(Collected data entries)
┌──

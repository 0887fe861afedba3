//! Demo Data Source
//!
//! A deliberately slow lookup used to show the cache-aside wrapper at work.

use std::time::Duration;

use chrono::{DateTime, Utc};
use serde::Serialize;

/// Latency simulated by [`search_sand_dunes`].
pub const SEARCH_LATENCY: Duration = Duration::from_millis(500);

const DUNE_REGIONS: &[(&str, &[&str])] = &[
    ("sahara", &["Great Sand Sea", "Erg Chech", "Grand Erg Oriental"]),
    ("arabian", &["Rub al Khali", "An Nafud", "Ad Dahna"]),
    ("gobi", &["Khongoryn Els", "Gobi Gurvansaikhan"]),
    ("namib", &["Sossusvlei", "Sandwich Harbour"]),
];

/// Search result payload.
#[derive(Debug, Clone, PartialEq, Serialize)]
pub struct DuneSearchResult {
    pub query: String,
    pub results: Vec<String>,
    pub count: usize,
    pub timestamp: DateTime<Utc>,
}

/// Returns the dunes of every region whose name contains `query`, case-insensitively.
pub fn match_dunes(query: &str) -> Vec<String> {
    let needle = query.to_lowercase();
    DUNE_REGIONS
        .iter()
        .filter(|(region, _)| region.contains(needle.as_str()))
        .flat_map(|(_, dunes)| dunes.iter().map(|dune| dune.to_string()))
        .collect()
}

/// Slow search over the dune table.
pub async fn search_sand_dunes(query: String) -> DuneSearchResult {
    tokio::time::sleep(SEARCH_LATENCY).await;

    let results = match_dunes(&query);
    DuneSearchResult {
        count: results.len(),
        query,
        results,
        timestamp: Utc::now(),
    }
}
//! Cache Store Module
//!
//! Main cache engine combining access-ordered storage with LRU eviction and
//! lazy TTL expiration.

use std::borrow::Borrow;
use std::fmt;
use std::hash::Hash;
use std::time::{Duration, Instant};

use lru::LruCache;
use tracing::debug;

use crate::cache::{CacheEntry, CacheStats, StatsSnapshot};
use crate::config::CacheConfig;
use crate::error::Result;

// == Bounded TTL Cache ==
/// Bounded cache with LRU eviction and per-entry TTL.
///
/// Entries and their access order live in a single `LruCache`, so a key can
/// never be tracked in one without the other. The inner cache is unbounded;
/// capacity is enforced here so eviction can be counted and logged.
pub struct BoundedTtlCache<K, V> {
    /// Entries ordered from least to most recently used
    entries: LruCache<K, CacheEntry<V>>,
    /// Performance statistics
    stats: CacheStats,
    /// Maximum number of entries allowed
    max_size: usize,
    /// TTL for entries stored without an explicit one
    default_ttl: Duration,
}

impl<K: Hash + Eq, V> BoundedTtlCache<K, V> {
    // == Constructor ==
    /// Creates a new cache with specified capacity and default TTL.
    ///
    /// # Errors
    /// Fails with `InvalidCapacity` when `max_size` is 0 and with `InvalidTtl`
    /// when `default_ttl` is zero.
    pub fn new(max_size: usize, default_ttl: Duration) -> Result<Self> {
        Self::from_config(&CacheConfig {
            max_size,
            default_ttl,
        })
    }

    /// Creates a new cache from a validated configuration.
    pub fn from_config(config: &CacheConfig) -> Result<Self> {
        config.validate()?;
        Ok(Self {
            entries: LruCache::unbounded(),
            stats: CacheStats::new(),
            max_size: config.max_size,
            default_ttl: config.default_ttl,
        })
    }

    // == Get ==
    /// Retrieves a value by key, marking it most recently used.
    ///
    /// Absent and expired keys both count as a miss and return None. An expired
    /// entry is removed as a side effect.
    pub fn get<Q>(&mut self, key: &Q) -> Option<V>
    where
        K: Borrow<Q>,
        Q: Hash + Eq + ?Sized,
        V: Clone,
    {
        let now = Instant::now();
        let expired = match self.entries.peek(key) {
            Some(entry) => entry.is_expired_at(now),
            None => {
                self.stats.record_miss();
                return None;
            }
        };

        if expired {
            self.entries.pop(key);
            self.stats.record_expirations(1);
            self.stats.record_miss();
            debug!("Reaped expired entry on read, {} entries remain", self.entries.len());
            return None;
        }

        self.stats.record_hit();
        self.entries.get(key).map(|entry| entry.value.clone())
    }

    // == Set ==
    /// Stores a key-value pair with the default TTL.
    pub fn set(&mut self, key: K, value: V) {
        let ttl = self.default_ttl;
        self.set_with_ttl(key, value, ttl);
    }

    /// Stores a key-value pair expiring `ttl` from now.
    ///
    /// If the key already exists, the value is overwritten, the TTL is reset and
    /// the key becomes most recently used without changing the size. If the key
    /// is new and the cache is full, the least recently used entry is evicted
    /// whether or not it has expired. A zero TTL stores an entry that the next
    /// read will reap.
    pub fn set_with_ttl(&mut self, key: K, value: V, ttl: Duration) {
        if !self.entries.contains(&key) && self.entries.len() >= self.max_size {
            if self.entries.pop_lru().is_some() {
                self.stats.record_eviction();
                debug!("Evicted least recently used entry at capacity {}", self.max_size);
            }
        }

        self.entries.put(key, CacheEntry::new(value, ttl, Instant::now()));
    }

    // == Delete ==
    /// Removes an entry by key. Missing keys are ignored.
    ///
    /// Returns true if an entry was removed.
    pub fn delete<Q>(&mut self, key: &Q) -> bool
    where
        K: Borrow<Q>,
        Q: Hash + Eq + ?Sized,
    {
        self.entries.pop(key).is_some()
    }

    // == Clear ==
    /// Removes every entry and resets all statistics.
    pub fn clear(&mut self) {
        let removed = self.entries.len();
        self.entries.clear();
        self.stats = CacheStats::new();
        debug!("Cleared cache, dropped {} entries", removed);
    }

    // == Stats ==
    /// Returns a snapshot of the current cache statistics.
    pub fn stats(&self) -> StatsSnapshot {
        self.stats.snapshot(self.entries.len(), self.max_size)
    }

    // == Peek ==
    /// Returns a live value without touching LRU order or statistics.
    pub fn peek<Q>(&self, key: &Q) -> Option<&V>
    where
        K: Borrow<Q>,
        Q: Hash + Eq + ?Sized,
    {
        let now = Instant::now();
        self.entries
            .peek(key)
            .filter(|entry| !entry.is_expired_at(now))
            .map(|entry| &entry.value)
    }

    /// Returns true if the key is stored and not expired.
    ///
    /// Does not touch LRU order or statistics.
    pub fn contains<Q>(&self, key: &Q) -> bool
    where
        K: Borrow<Q>,
        Q: Hash + Eq + ?Sized,
    {
        self.peek(key).is_some()
    }

    /// Returns how long a live entry has left, or None if absent or expired.
    ///
    /// Entries whose expiry overflowed report `Duration::MAX`.
    pub fn ttl_remaining<Q>(&self, key: &Q) -> Option<Duration>
    where
        K: Borrow<Q>,
        Q: Hash + Eq + ?Sized,
    {
        let now = Instant::now();
        self.entries
            .peek(key)
            .filter(|entry| !entry.is_expired_at(now))
            .map(|entry| entry.ttl_remaining_at(now).unwrap_or(Duration::MAX))
    }

    // == Length ==
    /// Returns the number of stored entries, expired or not.
    pub fn len(&self) -> usize {
        self.entries.len()
    }

    pub fn is_empty(&self) -> bool {
        self.entries.is_empty()
    }

    pub fn max_size(&self) -> usize {
        self.max_size
    }

    pub fn default_ttl(&self) -> Duration {
        self.default_ttl
    }
}

impl<K: Hash + Eq + Clone, V> BoundedTtlCache<K, V> {
    // == Purge Expired ==
    /// Removes all expired entries from the cache.
    ///
    /// Only runs when called; the cache never sweeps on its own.
    /// Returns the number of entries removed.
    pub fn purge_expired(&mut self) -> usize {
        let now = Instant::now();
        let expired_keys: Vec<K> = self
            .entries
            .iter()
            .filter(|(_, entry)| entry.is_expired_at(now))
            .map(|(key, _)| key.clone())
            .collect();

        let count = expired_keys.len();
        for key in &expired_keys {
            self.entries.pop(key);
        }

        self.stats.record_expirations(count);
        if count > 0 {
            debug!("Purged {} expired entries", count);
        }
        count
    }
}

impl<K: Hash + Eq, V> fmt::Debug for BoundedTtlCache<K, V> {
    fn fmt(&self, f: &mut fmt::Formatter<'_>) -> fmt::Result {
        f.debug_struct("BoundedTtlCache")
            .field("len", &self.entries.len())
            .field("max_size", &self.max_size)
            .field("default_ttl", &self.default_ttl)
            .field("stats", &self.stats)
            .finish()
    }
}
//! Cache Statistics Module
//!
//! Tracks cache performance metrics including hits, misses, and evictions.

use std::fmt;

use serde::Serialize;

// == Cache Stats ==
/// Cumulative counters, reset only by `clear`.
#[derive(Debug, Clone, Default, PartialEq, Eq)]
pub struct CacheStats {
    /// Number of successful cache retrievals
    pub hits: u64,
    /// Number of failed cache retrievals (key absent or expired)
    pub misses: u64,
    /// Number of entries evicted due to capacity pressure
    pub evictions: u64,
    /// Number of expired entries reaped on access or by purge
    pub expirations: u64,
}

impl CacheStats {
    // == Constructor ==
    /// Creates a new CacheStats with all counters at zero.
    pub fn new() -> Self {
        Self::default()
    }

    /// Total number of `get` calls observed.
    pub fn total(&self) -> u64 {
        self.hits + self.misses
    }

    // == Hit Rate ==
    /// Calculates the cache hit rate as a percentage.
    ///
    /// Returns hits / (hits + misses) * 100, or 0.0 if no requests have been made.
    pub fn hit_rate(&self) -> f64 {
        let total = self.total();
        if total == 0 {
            0.0
        } else {
            self.hits as f64 / total as f64 * 100.0
        }
    }

    pub fn record_hit(&mut self) {
        self.hits += 1;
    }

    pub fn record_miss(&mut self) {
        self.misses += 1;
    }

    pub fn record_eviction(&mut self) {
        self.evictions += 1;
    }

    pub fn record_expirations(&mut self, count: usize) {
        self.expirations += count as u64;
    }

    /// Builds a point-in-time snapshot for the given occupancy.
    pub fn snapshot(&self, size: usize, max_size: usize) -> StatsSnapshot {
        StatsSnapshot {
            hits: self.hits,
            misses: self.misses,
            total: self.total(),
            hit_rate: self.hit_rate(),
            evictions: self.evictions,
            expirations: self.expirations,
            size,
            max_size,
        }
    }
}

// == Stats Snapshot ==
/// Point-in-time view of the cache returned by `stats()`.
///
/// `size` counts physically stored entries, so it may include expired entries
/// that have not been read since their TTL elapsed.
#[derive(Debug, Clone, PartialEq, Serialize)]
pub struct StatsSnapshot {
    pub hits: u64,
    pub misses: u64,
    pub total: u64,
    /// Percentage in `0.0..=100.0`
    pub hit_rate: f64,
    pub evictions: u64,
    pub expirations: u64,
    pub size: usize,
    pub max_size: usize,
}

impl StatsSnapshot {
    /// Hit rate formatted with two decimals, e.g. `"66.67%"`.
    pub fn hit_rate_display(&self) -> String {
        format!("{:.2}%", self.hit_rate)
    }
}

impl fmt::Display for StatsSnapshot {
    fn fmt(&self, f: &mut fmt::Formatter<'_>) -> fmt::Result {
        write!(
            f,
            "hits={} misses={} total={} hit_rate={} size={}/{} evictions={} expirations={}",
            self.hits,
            self.misses,
            self.total,
            self.hit_rate_display(),
            self.size,
            self.max_size,
            self.evictions,
            self.expirations
        )
    }
}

└──

→ What the task asks: Find the word "LruCache" in the records, and report each line that has it.

→ Answer to this task:
use lru::LruCache;
/// Entries and their access order live in a single `LruCache`, so a key can
    entries: LruCache<K, CacheEntry<V>>,
            entries: LruCache::unbounded(),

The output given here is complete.